We left the museum and visited the Mosque and Madrasa of Sultan Hasan, which the current Egyptians consider the greatest Islamic building in the world. It was very powerful. Hala was telling us about the beginnings of Islam and when Islam came to Egypt. In moments such as this, I am very blessed to have learned even a little bit about Islam in Africa because I can compare and contrast. Specifically, the differences and similarities of Islam in Senegal compared to Islam in Egypt.

 

Today was very fulfilling. And as the days progress, I feel as though I gain more knowledge.

 

Learning about the beginnings of mankind. Creating safe spaces among my Howard sisters and brothers and professors. Learning more about myself and others as the trip continues…these are the reasons why I am here. My faith got me here and my faith will allow me to go anywhere I desire.

 

Friday, August 5th

 

Mikaela and I woke up late, so today was not the best start. I remember getting up and hearing the wake-up call at 6am but I went back to sleep. Last night I did stay up making sure that I posted my first 4 days here, but I have stayed up later on other nights. Regardless of our tardiness, Dr.Beatty made sure we got up.

 

We went to the Maydom Pyramid. This pyramid was Snefru's first pyramid. Snefru is Khufu's father (Khufu's pyramid is the great pyramid of Giza, which is also one of the seven great wonders of the world) and is also the husband of Hetep-Heres. We walked on the outside of the pyramid to get inside. We walked down at least one hundred steps, probably more. Then, there was another set of steps that we had to walk up to get inside. This pyramid had a difference structure at the top of it in the inside from other pyramids that we have visited. Dr. Beatty explained to us how Egyptologists are still amazed to this day at the infrastructure.

 

After, we went to Snefru's pyramid. It took a very long time to get down and there were many stops but we finally made it all the way in after the next set of steps. It reminded me of National Treasure and the scene when they got inside and had all of those spiral staircases to walk up. The inside of the pyramid reminded me of a hallow cave with huge rocks sitting all around. We made it out and I heard Layla whistling "Lift Every Voice and Sing". All I could do was look up towards the light. To know that my ancestors built this and to know that my ancestors also went through the worst dehumanizing form of slavery known to man is cryptic to me.
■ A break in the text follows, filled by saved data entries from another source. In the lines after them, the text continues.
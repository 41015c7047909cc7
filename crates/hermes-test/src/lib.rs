//! # Hermes Test
//!
//! In-memory testing for Hermes servers. Requests are dispatched through
//! [`Server::handle_request`](hermes_server::Server::handle_request), so the
//! full middleware chain and route table run without binding a port.
//!
//! ## Example
//!
//! ```ignore
//! use hermes_core::{handler_fn, Request, Response};
//! use hermes_server::Server;
//! use hermes_test::TestClient;
//!
//! #[tokio::test]
//! async fn test_hello() {
//!     let mut server = Server::new();
//!     server.get("/hello", handler_fn(|_req: &Request, res: &mut Response| {
//!         res.end("world");
//!     }));
//!
//!     let client = TestClient::new(server);
//!     client
//!         .get("/hello")
//!         .send()
//!         .await
//!         .assert_status(http::StatusCode::OK)
//!         .assert_body_eq("world");
//! }
//! ```

#![doc(html_root_url = "https://docs.rs/hermes-test/0.1.0")]
#![warn(missing_docs)]
#![forbid(unsafe_code)]

mod client;
mod error;
mod request;
mod response;

pub use client::{TestClient, TestClientRequest};
pub use error::TestError;
pub use request::{TestRequest, TestRequestBuilder};
pub use response::TestResponse;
And I don't know how to feel about it.

 

We just left the Red Pyramid which is Snefru's 3rd pyramid and as I stood in front of it, I glanced at the 2nd one and it looked so perfect. The precision of each of the pyramids and the differences in each one is mind boggling. Now we are on our way to lunch. I had lamb, rice, bread and fries. The mango juice was really good, it tasted like the fresh mangos I had in Senegal.

 

Next stop was the Christian Coptic Church. We had to go underground. A lot of people were staring at us. I don't know if you all know this but the majority of the people in Egypt are Arab. So basically if I see black people, they are here for tourism. But there are black Nubians south of Egypt, which we will be visiting next week. Nonetheless, when we came into the church, all I saw was white looking figures and pictures. People were asking take pictures with some of us. And when I walked into a shop near the church, I met the owner and one of the workers there. It was funny because as soon as I walked in, Sall, the worker pointed to my skin and said "We love your skin. You are so beautiful." I was thanking him and the owner asked to take a picture with me. I ended up buying a dung beetle keychain from the store. Right before I left, the worker asked to take a picture with me. We left and people continued to stare at us and try to sell us things.

 

We ended the day on a boat going across the Nile River. The lecture was next and after that dinner.

 

Saturday, August 6th

 

I feel like Rev Run right now. I know y’all remember when he used to give some word of advice at the end of “Run’s House” in his tub and just relax.

 

I don’t have any advice to offer but I can share some knowledge.

 

We left Cairo this morning at 10:35a.m. and got on the plane to go to the city of Luxor. We landed and it only took about 50 minutes but I went to sleep so it went by fast. We placed our bags on the bus and before we got on the bus, everyone was staring at us. But it wasn’t like how the people in Cairo were staring at us…they stared at us as if they have never seen black people in real life.

 

We didn’t go to our hotel. Instead, we went to the Karnak Temple. It was amazing. We listened to Hala and Dr. Beatty give background history. This temple complex has 2,000 years of Kemetic history and scholars say there were over 90,000 priests working in this complex. And exactly how Dr. Beatty explained to us that the Ancient Egyptians’ buildings were synonymous to their characters at Dashur applied in the same context at Karnak. Before we entered, there were pylons at the entrance. One represents the eastern horizon and the other represents the western horizon and the opening between the two represents the sun. It is interesting how the original shape of the two formed into an Egyptian hieroglyph.


 

 

Karnak Temple


The highlight of my day was at the White Chapel. We poured libations for our ancestors and Dr. Carr mentioned those who have recently died and will never get the chance to come to Kemet. Black people who died for our rights in the struggle. And at that moment I began to cry. He said Trayvon Martin. We all replied, Ashe. Sandra Bland. Ashe. Eric Garner. Alton Sterling. Ashe. Martin Luther King Jr. Ashe. Theophile Obenga. Ashe. Kwame Nkrumah. Ashe. I thought about how blessed I truly am to be in Kemet. This is when it sinked in. My purpose of being here. My obligations that I have to my own community locally and globally.

 

We went back around and translated many of the hieroglyphs. My favorite glyphs deal with offerings and I can tell that Ancient Egyptians very giving people, because most of the offerings were given in plural amounts. We could tell this by seeing 3 strokes under or above the glyphs.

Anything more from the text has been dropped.